** Opening GIVEN DATA block **

mod adjacency;
mod graph;
mod io;

pub use adjacency::AdjacencyList;
pub use io::read_adjacency;
pub(crate) use graph::Graph;
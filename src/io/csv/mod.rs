//! CSV format reading and writing operations.

mod read;
mod write;

pub(crate) use read::*;
pub(crate) use write::*;
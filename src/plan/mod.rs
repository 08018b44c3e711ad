mod district;
mod io;
mod plan;
mod writer;

pub use district::District;
pub use io::CsvPlanWriter;
pub use plan::Plan;
pub use writer::PlanWriter;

** Closing GIVEN DATA block **

**WORK TO BE COMPLETED**
Nothing but the lines from the one holding "filename src/io/csv/mod.rs" to the end of the entries should be output, each exactly as it appears.

**RESPONSE TO THE EXERCISE**
filename src/io/csv/mod.rs
//! CSV format reading and writing operations.

mod read;
mod write;

pub(crate) use read::*;
pub(crate) use write::*;
filename src/plan/mod.rs
repository 08018b44c3e711ad
mod district;
mod io;
mod plan;
mod writer;

pub use district::District;
pub use io::CsvPlanWriter;
pub use plan::Plan;
pub use writer::PlanWriter;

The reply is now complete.